Егор с преувеличенным вниманием следил за дорогой. Периодически у него звонил телефон, он смотрел на экран и отклонял вызов. Раньше он всегда комментировал, кто звонит и почему он не подходит. Сейчас он не проронил ни слова. Прошло в общем совсем немного времени, но они уже отдалились и мало что понимали про жизнь друг друга. Словно вдруг ослабла хватка тех лет, что они провели вместе.
Она собралась с духом и нарушила молчание.
— Тебе не кажется все это странным? — спросила Нина.
— Что именно? — голос Егора был спокоен, но холоден, он ничем не собирался ей помогать.
Нина засомневалась, стоит ли продолжать, но все-таки решила.

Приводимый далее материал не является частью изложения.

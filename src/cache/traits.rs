//! Core traits and types for the ticket cache.

use std::fmt;
use std::time::Duration;

use chrono::{DateTime, NaiveDate, Utc};
use serde::{Deserialize, Serialize};

use crate::platform::Platform;
use crate::ticket::{GenericTicket, TicketId};

/// Cache slot identity: one live entry per (platform, ticket id).
#[derive(Debug, Clone, PartialEq, Eq, Hash, PartialOrd, Ord)]
pub struct CacheKey {
  pub platform: Platform,
  pub ticket_id: TicketId,
}

impl CacheKey {
  pub fn new(platform: Platform, ticket_id: TicketId) -> Self {
    Self {
      platform,
      ticket_id,
    }
  }

  pub fn for_ticket(ticket: &GenericTicket) -> Self {
    Self::new(ticket.platform(), ticket.id().clone())
  }

  /// Inverse of `Display`: `"<PLATFORM>:<ticket_id>"`.
  pub fn parse(s: &str) -> Option<Self> {
    let (platform, id) = s.split_once(':')?;
    Some(Self::new(platform.parse().ok()?, TicketId::new(id).ok()?))
  }
}

impl fmt::Display for CacheKey {
  fn fmt(&self, f: &mut fmt::Formatter<'_>) -> fmt::Result {
    write!(f, "{}:{}", self.platform, self.ticket_id)
  }
}

/// A cached ticket with its freshness metadata.
#[derive(Debug, Clone, PartialEq, Serialize, Deserialize)]
pub struct CacheEntry {
  pub ticket: GenericTicket,
  pub cached_at: DateTime<Utc>,
  pub expires_at: DateTime<Utc>,
  /// ETag-style validator for conditional re-fetch.
  pub validator: Option<String>,
}

impl CacheEntry {
  pub fn new(ticket: GenericTicket, ttl: Duration, validator: Option<String>) -> Self {
    let cached_at = Utc::now();
    Self {
      ticket,
      cached_at,
      expires_at: expiry(cached_at, ttl),
      validator,
    }
  }

  pub fn key(&self) -> CacheKey {
    CacheKey::for_ticket(&self.ticket)
  }

  pub fn is_expired(&self, now: DateTime<Utc>) -> bool {
    now > self.expires_at
  }
}

fn expiry(now: DateTime<Utc>, ttl: Duration) -> DateTime<Utc> {
  let latest = latest_expiry();
  chrono::Duration::from_std(ttl)
    .ok()
    .and_then(|ttl| now.checked_add_signed(ttl))
    .map_or(latest, |at| at.min(latest))
}

/// Last instant with a four-digit year. Persisted expiries stay fixed-width
/// and compare correctly as text.
fn latest_expiry() -> DateTime<Utc> {
  NaiveDate::from_ymd_opt(9999, 12, 31)
    .and_then(|day| day.and_hms_micro_opt(23, 59, 59, 999_999))
    .map_or(DateTime::<Utc>::MAX_UTC, |at| DateTime::from_naive_utc_and_offset(at, Utc))
}

/// Thread-safe ticket cache with TTL expiry and optional LRU bound.
///
/// Operations never fail: a backend that cannot read or write logs the problem
/// and behaves as a miss.
pub trait TicketCache: Send + Sync {
  /// Live ticket for `key`. Counts as a use for LRU purposes; expired entries
  /// are removed and reported as a miss.
  fn get(&self, key: &CacheKey) -> Option<GenericTicket>;

  /// Live entry with metadata. Does not refresh recency.
  fn get_entry(&self, key: &CacheKey) -> Option<CacheEntry>;

  /// Store `ticket`, replacing any entry for the same key. `None` uses the
  /// backend's default TTL.
  fn set(&self, ticket: GenericTicket, ttl: Option<Duration>, validator: Option<String>);

  fn invalidate(&self, key: &CacheKey);

  fn clear(&self);

  fn clear_platform(&self, platform: Platform);

  /// Number of live entries.
  fn size(&self) -> usize;

  /// Keys of live entries, least recently used first.
  fn keys(&self) -> Vec<CacheKey>;
}

/// Where a ticket returned by the service came from.
#[derive(Debug, Clone, Copy, PartialEq, Eq, Serialize)]
#[serde(rename_all = "snake_case")]
pub enum CacheSource {
  /// Served from the cache without fetching
  Cache,
  /// Fetched by this request
  Network,
  /// Fetched by a concurrent request for the same key that this one joined
  Shared,
}

/// A ticket and how it was obtained.
#[derive(Debug, Clone)]
pub struct CacheResult<T> {
  pub data: T,
  pub source: CacheSource,
}

impl<T> CacheResult<T> {
  pub fn from_cache(data: T) -> Self {
    Self {
      data,
      source: CacheSource::Cache,
    }
  }

  pub fn from_network(data: T, shared: bool) -> Self {
    Self {
      data,
      source: if shared {
        CacheSource::Shared
      } else {
        CacheSource::Network
      },
    }
  }
}

#[cfg(test)]
mod tests {
  use super::*;

  #[test]
  fn test_key_display_and_parse() {
    let key = CacheKey::new(Platform::Github, TicketId::new("acme/widgets#4").unwrap());
    assert_eq!(key.to_string(), "GITHUB:acme/widgets#4");
    assert_eq!(CacheKey::parse("GITHUB:acme/widgets#4"), Some(key));
    assert_eq!(CacheKey::parse("GITHUB:"), None);
    assert_eq!(CacheKey::parse("NOPE:X-1"), None);
  }

  #[test]
  fn test_huge_ttl_saturates() {
    let ticket = GenericTicket::builder(Platform::Jira, TicketId::new("A-1").unwrap()).build();
    let entry = CacheEntry::new(ticket, Duration::MAX, None);
    assert!(!entry.is_expired(Utc::now()));
    assert_eq!(entry.expires_at, latest_expiry());
    assert!(entry.expires_at.to_rfc3339().starts_with("9999-12-31T23:59:59"));
  }
}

— Столько лет прошло, а мы сидим, как чужие.
— При чем тут «сколько лет»?
Нина съежилась. Егор ничего не хотел возвращать. Все было давно решено.
— А тебе кажется, это неважно?
Он ответил сразу, было понятно, что разговор его раздражает.
— Думаю, да.
Нина отвернулась к окну. Главное, не разреветься. Справиться со спазмом в горле и внезапным с приступом одиночества. Не выйти из машины. Не уйти в поле, оставив все за спиной. Нина сдержалась. Они выезжали из города. Предстояло провести почти двести километров нос к носу. Возможно, в гостях это отчуждение пройдет.
— Вообще-то, важно. Мне кажется, — пробормотала Нина.
Ее голос потонул в шуме двигателя. Егор вырулил на трассу и нажал на газ. Мотор взревел, и предметы за окном потеряли очертания. Нина терпеть не могла, когда они ехали так быстро.
Пару лет назад на отдыхе с друзьями они взяли прокатный минибас. Машина неслась на восток в направлении Адриатики. Егор сидел за рулем. Живописная горная дорога осталась позади, они проехали Тироль, пересекли границу с Италией, теперь это был не автобан, а автострада, и Егор выехал на длинную финишную прямую — пара сотен километров, и их ждала Венеция.
Сначала в машине царило веселое оживление, разговоры, шуточки, развалился бутерброд, упала под ноги зажженная сигарета. Однако постепенно возня затихла, пассажиры утомились и смолкли, кто-то задремал, и только Нина, сидя на переднем сидении рядом с Егором, не отрываясь, следила за убегавшей под капот дорогой.
Ей казалось, они ехали слишком быстро. Нину это нервировало и сердило, она прислушивалась к апокалиптическому вою мотора и старалась не думать, что случится, если вдруг лопнет колесо или… Не важно, лучше было вообще ни о чем таком не думать. Егор вроде отзывался на ее просьбы не гнать в горах, но сейчас на автостраде его ничего не сдерживало. Справа плелись бесконечные фуры, слева мелькали бойкие малолитражки, и Егор включился в игру. Нина молчала, он чувствовал ее напряжение, злился, но тоже виду не подавал. Это была их излюбленная игра, в которой обычно проигрывала Нина. Именно она не выдерживала напряжения и срывалась в крик.